//! Participant view-models
//!
//! A participant is what the wizard shows for one login: display text,
//! alternate text, an icon and whatever payment addresses the personal
//! details carry.

use serde::{Deserialize, Serialize};
use std::collections::BTreeMap;

/// Suffix attached to phone-number logins
const SMS_DOMAIN: &str = "@expensify.sms";

/// Number of built-in default avatars
const DEFAULT_AVATAR_COUNT: u32 = 24;

/// Personal details for one login, as stored by the host
#[derive(Debug, Clone, PartialEq, Eq, Serialize, Deserialize)]
pub struct PersonalDetails {
    pub login: String,

    #[serde(default)]
    pub display_name: String,

    #[serde(default, skip_serializing_if = "Option::is_none")]
    pub avatar: Option<String>,

    #[serde(default, skip_serializing_if = "Option::is_none")]
    pub paypal_me_address: Option<String>,

    #[serde(default, skip_serializing_if = "Option::is_none")]
    pub phone_number: Option<String>,
}

impl PersonalDetails {
    pub fn new(login: impl Into<String>, display_name: impl Into<String>) -> Self {
        Self {
            login: login.into(),
            display_name: display_name.into(),
            avatar: None,
            paypal_me_address: None,
            phone_number: None,
        }
    }

    pub fn with_paypal_me(mut self, address: impl Into<String>) -> Self {
        self.paypal_me_address = Some(address.into());
        self
    }

}

/// Personal details keyed by login
#[derive(Debug, Clone, Default, PartialEq, Eq, Serialize, Deserialize)]
#[serde(transparent)]
pub struct PersonalDetailsList(BTreeMap<String, PersonalDetails>);

impl PersonalDetailsList {
    pub fn new() -> Self {
        Self::default()
    }

    pub fn insert(&mut self, details: PersonalDetails) {
        self.0.insert(details.login.clone(), details);
    }

    pub fn get(&self, login: &str) -> Option<&PersonalDetails> {
        self.0.get(login)
    }

    pub fn len(&self) -> usize {
        self.0.len()
    }

    pub fn is_empty(&self) -> bool {
        self.0.is_empty()
    }

    pub fn iter(&self) -> impl Iterator<Item = &PersonalDetails> {
        self.0.values()
    }
}

impl FromIterator<PersonalDetails> for PersonalDetailsList {
    fn from_iter<I: IntoIterator<Item = PersonalDetails>>(iter: I) -> Self {
        let mut list = Self::new();
        for details in iter {
            list.insert(details);
        }
        list
    }
}

/// Icon descriptor for a participant row
#[derive(Debug, Clone, PartialEq, Eq, Serialize, Deserialize)]
pub struct Icon {
    /// Avatar URL, or the name of a built-in default avatar
    pub source: String,
    /// Accessible name for the icon
    pub name: String,
}

/// A participant as shown by the wizard
#[derive(Debug, Clone, PartialEq, Eq, Serialize, Deserialize)]
pub struct Participant {
    pub login: String,
    pub text: String,
    pub alternate_text: String,
    pub icon: Icon,

    #[serde(default, skip_serializing_if = "Option::is_none")]
    pub paypal_me_address: Option<String>,

    #[serde(default, skip_serializing_if = "Option::is_none")]
    pub phone_number: Option<String>,
}

impl Participant {
    /// Build a participant from known personal details
    pub fn from_details(details: &PersonalDetails) -> Self {
        let alternate_text = strip_sms_domain(&details.login);
        let text = if details.display_name.trim().is_empty() {
            alternate_text.clone()
        } else {
            details.display_name.trim().to_string()
        };

        Self {
            icon: Icon {
                source: details
                    .avatar
                    .clone()
                    .unwrap_or_else(|| default_avatar(&details.login)),
                name: details.login.clone(),
            },
            login: details.login.clone(),
            text,
            alternate_text,
            paypal_me_address: details.paypal_me_address.clone(),
            phone_number: details.phone_number.clone(),
        }
    }

    /// Build a placeholder participant for a login with no personal details
    pub fn from_login(login: &str) -> Self {
        Self::from_details(&PersonalDetails::new(login, ""))
    }

    pub fn has_paypal_me(&self) -> bool {
        self.paypal_me_address
            .as_deref()
            .is_some_and(|a| !a.trim().is_empty())
    }
}

/// Derive participant view-models for logins, keeping their order
pub fn participants_for_logins<S: AsRef<str>>(
    logins: &[S],
    personal_details: &PersonalDetailsList,
) -> Vec<Participant> {
    logins
        .iter()
        .map(|login| {
            let login = login.as_ref();
            personal_details
                .get(login)
                .map(Participant::from_details)
                .unwrap_or_else(|| Participant::from_login(login))
        })
        .collect()
}

/// Drop the SMS domain from phone-number logins
pub fn strip_sms_domain(login: &str) -> String {
    login.strip_suffix(SMS_DOMAIN).unwrap_or(login).to_string()
}

/// Pick a stable built-in avatar for a login
pub fn default_avatar(login: &str) -> String {
    let sum: u32 = login.bytes().map(u32::from).sum();
    format!("default-avatar_{}", sum % DEFAULT_AVATAR_COUNT + 1)
}

#[cfg(test)]
mod tests {
    use super::*;

    fn details() -> PersonalDetailsList {
        [
            PersonalDetails::new("jane@example.com", "Jane Doe").with_paypal_me("janedoe"),
            PersonalDetails::new("+15551234567@expensify.sms", ""),
        ]
        .into_iter()
        .collect()
    }

    #[test]
    fn test_known_login_uses_display_name() {
        let participants = participants_for_logins(&["jane@example.com"], &details());
        assert_eq!(participants[0].text, "Jane Doe");
        assert_eq!(participants[0].alternate_text, "jane@example.com");
        assert!(participants[0].has_paypal_me());
    }

    #[test]
    fn test_sms_login_falls_back_to_number() {
        let participants = participants_for_logins(&["+15551234567@expensify.sms"], &details());
        assert_eq!(participants[0].text, "+15551234567");
        assert_eq!(participants[0].alternate_text, "+15551234567");
    }

    #[test]
    fn test_unknown_login_gets_placeholder() {
        let participants = participants_for_logins(&["who@example.com"], &details());
        assert_eq!(participants[0].text, "who@example.com");
        assert!(participants[0].icon.source.starts_with("default-avatar_"));
        assert!(!participants[0].has_paypal_me());
    }

    #[test]
    fn test_order_is_preserved() {
        let logins = vec!["b@example.com".to_string(), "jane@example.com".to_string()];
        let participants = participants_for_logins(&logins, &details());
        let order: Vec<_> = participants.iter().map(|p| p.login.as_str()).collect();
        assert_eq!(order, vec!["b@example.com", "jane@example.com"]);
    }

    #[test]
    fn test_default_avatar_is_stable() {
        assert_eq!(default_avatar("a@b.c"), default_avatar("a@b.c"));
    }
}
......
Task to carry out => Print only these lines, please. They run from the start of the entries above to the line containing "use std::collections::BTreeMap;", both ends included, and must match exactly.

Completed exercise =>
//! Participant view-models
//!
//! A participant is what the wizard shows for one login: display text,
//! alternate text, an icon and whatever payment addresses the personal
//! details carry.

use serde::{Deserialize, Serialize};
use std::collections::BTreeMap;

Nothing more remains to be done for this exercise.